CNC Machining and 3D Printing Shape the Future of Medical Device Industry

The production, medical appliances, and prosthetic industries have a rich, long, and successful history of collaboration. However, the goals of medical revolutionaries to cure the human body inside are only as feasible as their capacity to accomplish them, in the last stage of manufacture, when invention, reliability, and innovation come into play, past unheard-of medical findings.

These two techniques are used in medical devices and prosthetics

Prosthesis and medical implants are among the most astounding technologies that enhance life and, in some circumstances, save a life. One of the significant successes of medical history is repairing and replacing vital processes when the human body cannot do so. As innovations in that field continue, innovations in materials, efficiency, and technology have maintained manufacturing at the forefront of these advancements. CNC machining and 3D printing are two essential techniques in medical devices and prosthetics. Here’s how it’s done.

CNC Machining in Medical Industry

CNC machining has had a huge effect on high-precision and close-tolerance production, maybe more than any other technology. In addition, the capacity to use computerized coordinates (supported by highly qualified and specialized machine operators) opened the path for progress in many areas, from aviation to architecture and medicine, of course.

Accuracy and precision are, of course, vital to the success of medical devices and prostheses. For devices built for seamless interactions with the human body, little or no margin for mistake lies, whether it’s to ensure a perfect fit for prothesized devices or to need great precision, to minimize interference in other essential body systems for internal implants.

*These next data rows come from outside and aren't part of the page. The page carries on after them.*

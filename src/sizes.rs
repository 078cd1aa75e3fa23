//! Canvas size presets and parsing.
//!
//! Accepts either a named preset (`hd_720p`, `portrait_1080p`, ...) or an
//! explicit `WIDTHxHEIGHT` string such as `1280x720`.

use crate::error::{Result, SlidecastError};
use serde::{Deserialize, Serialize};
use std::fmt;

/// Output canvas dimensions in pixels.
#[derive(Debug, Clone, Copy, PartialEq, Eq, Serialize, Deserialize)]
pub struct PixelSize {
    pub width: u32,
    pub height: u32,
}

impl PixelSize {
    pub const fn new(width: u32, height: u32) -> Self {
        Self { width, height }
    }

    /// Parse a preset name (case-insensitive) or a `WIDTHxHEIGHT` string.
    pub fn parse(input: &str) -> Result<Self> {
        let trimmed = input.trim();

        if let Some(&(_, size)) = PRESETS
            .iter()
            .find(|(name, _)| name.eq_ignore_ascii_case(trimmed))
        {
            return Ok(size);
        }

        if let Some((w, h)) = trimmed.to_ascii_lowercase().split_once('x')
            && let (Ok(width), Ok(height)) = (w.trim().parse::<u32>(), h.trim().parse::<u32>())
            && width > 0
            && height > 0
        {
            return Ok(Self { width, height });
        }

        Err(SlidecastError::ConfigInvalidValue {
            key: "size".to_string(),
            message: format!(
                "cannot parse `{}`; use a preset ({}) or WIDTHxHEIGHT like 1280x720",
                trimmed,
                PRESETS
                    .iter()
                    .map(|(name, _)| *name)
                    .collect::<Vec<_>>()
                    .join(", ")
            ),
        })
    }

    /// Aspect ratio as width over height.
    pub fn aspect(&self) -> f64 {
        self.width as f64 / self.height as f64
    }
}

impl fmt::Display for PixelSize {
    fn fmt(&self, f: &mut fmt::Formatter<'_>) -> fmt::Result {
        write!(f, "{}x{}", self.width, self.height)
    }
}

/// All named canvas presets, grouped roughly by orientation.
pub const PRESETS: &[(&str, PixelSize)] = &[
    // Test sizes for quick previews
    ("test_tiny", PixelSize::new(320, 240)),
    ("test_small", PixelSize::new(480, 360)),
    ("test_medium", PixelSize::new(640, 480)),
    // Landscape
    ("hd_720p", PixelSize::new(1280, 720)),
    ("full_hd_1080p", PixelSize::new(1920, 1080)),
    ("widescreen_2k", PixelSize::new(2560, 1440)),
    ("uhd_4k", PixelSize::new(3840, 2160)),
    ("cinema_4k", PixelSize::new(4096, 2160)),
    // Portrait (short-video platforms)
    ("portrait_small", PixelSize::new(180, 320)),
    ("portrait_test", PixelSize::new(360, 640)),
    ("portrait_720p", PixelSize::new(720, 1280)),
    ("portrait_1080p", PixelSize::new(1080, 1920)),
    // Square
    ("square_test", PixelSize::new(480, 480)),
    ("square_720", PixelSize::new(720, 720)),
    ("square_1080", PixelSize::new(1080, 1080)),
];

/// Look up a preset by name (case-insensitive).
pub fn preset(name: &str) -> Option<PixelSize> {
    PRESETS
        .iter()
        .find(|(preset_name, _)| preset_name.eq_ignore_ascii_case(name))
        .map(|&(_, size)| size)
}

The variety of materials that may be CNC machined also contributes significantly to the process’s importance in the medical profession. Medical implants and prostheses can address a wide range of demands, and as such, they have varying requirements for strength, flexibility, and other characteristics. The capacity to CNC make mechanical- and production-grade pieces from the most rigid materials ensure that a device’s or piece’s integrity, adaptability, and strength are never in doubt.

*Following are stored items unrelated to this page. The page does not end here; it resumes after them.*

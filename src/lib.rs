//! slidecast - Silence-synchronized slideshow planner
//!
//! Detects pauses in a narration track and plans a slideshow that changes
//! slides exactly where the speaker pauses.

#![warn(clippy::unwrap_used)]
#![warn(clippy::expect_used)]
#![warn(clippy::let_underscore_must_use)]

pub mod animation;
pub mod app;
pub mod audio;
pub mod cli;
pub mod config;
pub mod defaults;
pub mod error;
pub mod media;
pub mod output;
pub mod plan;
pub mod sizes;
pub mod slideshow;
pub mod timeline;

// Core pipeline (audio → timeline → slideshow → plan)
pub use audio::silence::{SilenceConfig, SilenceDetector, detect_pauses};
pub use audio::wav::WavAudio;
pub use slideshow::{Segment, SlideshowCursor};
pub use timeline::{SegmentWindow, Timeline};

// Plan output
pub use plan::{ClipSpec, CompositionPlan, Compositor, JsonPlanWriter};

// Error handling
pub use error::{Result, SlidecastError};

// Config
pub use config::Config;
pub use sizes::PixelSize;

Scalability is another area where custom machined medical component has had a significant impact on medical device manufacture. CNC machining can be too expensive in such instances. Even specialized features, such as prosthetics, can be made with standardized components, such as fasteners and hinges. Internal Implants, on the other hand, maybe suited for broader, less-customized manufacture. CNC manufacturing may be extremely beneficial in these situations since it can produce key components in large quantities at a substantially cheaper cost than short runs or less-scalable techniques.

Before making an option with 3D printing , you could also consider the following benefits of CNC machining:

• A diverse selection of materials, including production-grade plastics and metals
• Highly scalable for scenarios requiring standard parts or components
• Unrivaled precision
• Quick manufacturing after the development and setup steps get done (these stages can require longer lead times for initial production runs)

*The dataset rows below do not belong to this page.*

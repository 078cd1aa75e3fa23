//! Error types for slidecast.

use thiserror::Error;

#[derive(Error, Debug)]
pub enum SlidecastError {
    // Configuration errors
    #[error("Configuration file not found at {path}")]
    ConfigFileNotFound { path: String },

    #[error("Invalid configuration value for {key}: {message}")]
    ConfigInvalidValue { key: String, message: String },

    #[error("Configuration error: {0}")]
    Config(#[from] toml::de::Error),

    // Media pool errors
    #[error("No media files found in {dir} (expected images or videos)")]
    MediaDirEmpty { dir: String },

    // Missing media or audio sources at composition time
    #[error("Source file not found: {path}")]
    SourceNotFound { path: String },

    // Audio decoding errors
    #[error("Audio decode failed: {message}")]
    AudioDecode { message: String },

    // Defensive checks that should never fire on valid inputs
    #[error("Timeline invariant violated: {message}")]
    InvariantViolation { message: String },

    // General I/O errors
    #[error("I/O error: {0}")]
    Io(#[from] std::io::Error),

    #[error("Plan serialization failed: {0}")]
    Json(#[from] serde_json::Error),

    // Generic error for cases not covered above
    #[error("{0}")]
    Other(String),
}

// Type alias for convenience
pub type Result<T> = std::result::Result<T, SlidecastError>;

#[cfg(test)]
mod tests {
    use super::*;
    use std::io;

    #[test]
    fn test_config_file_not_found_display() {
        let error = SlidecastError::ConfigFileNotFound {
            path: "/path/to/config.toml".to_string(),
        };
        assert_eq!(
            error.to_string(),
            "Configuration file not found at /path/to/config.toml"
        );
    }

    #[test]
    fn test_config_invalid_value_display() {
        let error = SlidecastError::ConfigInvalidValue {
            key: "video.fps".to_string(),
            message: "must be positive".to_string(),
        };
        assert_eq!(
            error.to_string(),
            "Invalid configuration value for video.fps: must be positive"
        );
    }

    #[test]
    fn test_media_dir_empty_display() {
        let error = SlidecastError::MediaDirEmpty {
            dir: "media".to_string(),
        };
        assert_eq!(
            error.to_string(),
            "No media files found in media (expected images or videos)"
        );
    }

    #[test]
    fn test_source_not_found_display() {
        let error = SlidecastError::SourceNotFound {
            path: "media/beach.jpg".to_string(),
        };
        assert_eq!(error.to_string(), "Source file not found: media/beach.jpg");
    }

    #[test]
    fn test_audio_decode_display() {
        let error = SlidecastError::AudioDecode {
            message: "not a WAV file".to_string(),
        };
        assert_eq!(error.to_string(), "Audio decode failed: not a WAV file");
    }

    #[test]
    fn test_invariant_violation_display() {
        let error = SlidecastError::InvariantViolation {
            message: "change points not monotonic".to_string(),
        };
        assert_eq!(
            error.to_string(),
            "Timeline invariant violated: change points not monotonic"
        );
    }

    #[test]
    fn test_other_display() {
        let error = SlidecastError::Other("unexpected error".to_string());
        assert_eq!(error.to_string(), "unexpected error");
    }

    #[test]
    fn test_from_io_error() {
        let io_error = io::Error::new(io::ErrorKind::NotFound, "file not found");
        let error: SlidecastError = io_error.into();
        assert!(error.to_string().contains("file not found"));
    }

    #[test]
    fn test_from_toml_error() {
        let toml_str = "invalid = toml = syntax";
        let toml_error = toml::from_str::<toml::Value>(toml_str).unwrap_err();
        let error: SlidecastError = toml_error.into();
        assert!(error.to_string().contains("Configuration error"));
    }

    #[test]
    fn test_result_type_alias() {
        fn returns_result() -> Result<i32> {
            Ok(42)
        }
        assert_eq!(returns_result().unwrap(), 42);
    }

    #[test]
    fn test_error_is_send_and_sync() {
        fn assert_send<T: Send>() {}
        fn assert_sync<T: Sync>() {}

        assert_send::<SlidecastError>();
        assert_sync::<SlidecastError>();
    }

    #[test]
    fn test_error_source_chain_io() {
        let io_error = io::Error::new(io::ErrorKind::PermissionDenied, "access denied");
        let error: SlidecastError = io_error.into();

        let error_trait: &dyn std::error::Error = &error;
        assert!(error_trait.source().is_some());
    }
}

 3D Printing and the Medical Industry

Prosthetics is a major field where 3D printing has had an impact. Whereas CNC machining can be time-consuming and prohibitive for a one-of-a-kind, a highly personalized product like a prosthetic, 3D printing can give significant savings and economies in such areas. Unlike CNC machining, which necessitates a lengthy design creation and programming procedure, 3D printing only necessitates downloading a CAD drawing to the machine.  Lead times can be shortened from months or weeks to nearly nothing by scanning, uploading, and printing.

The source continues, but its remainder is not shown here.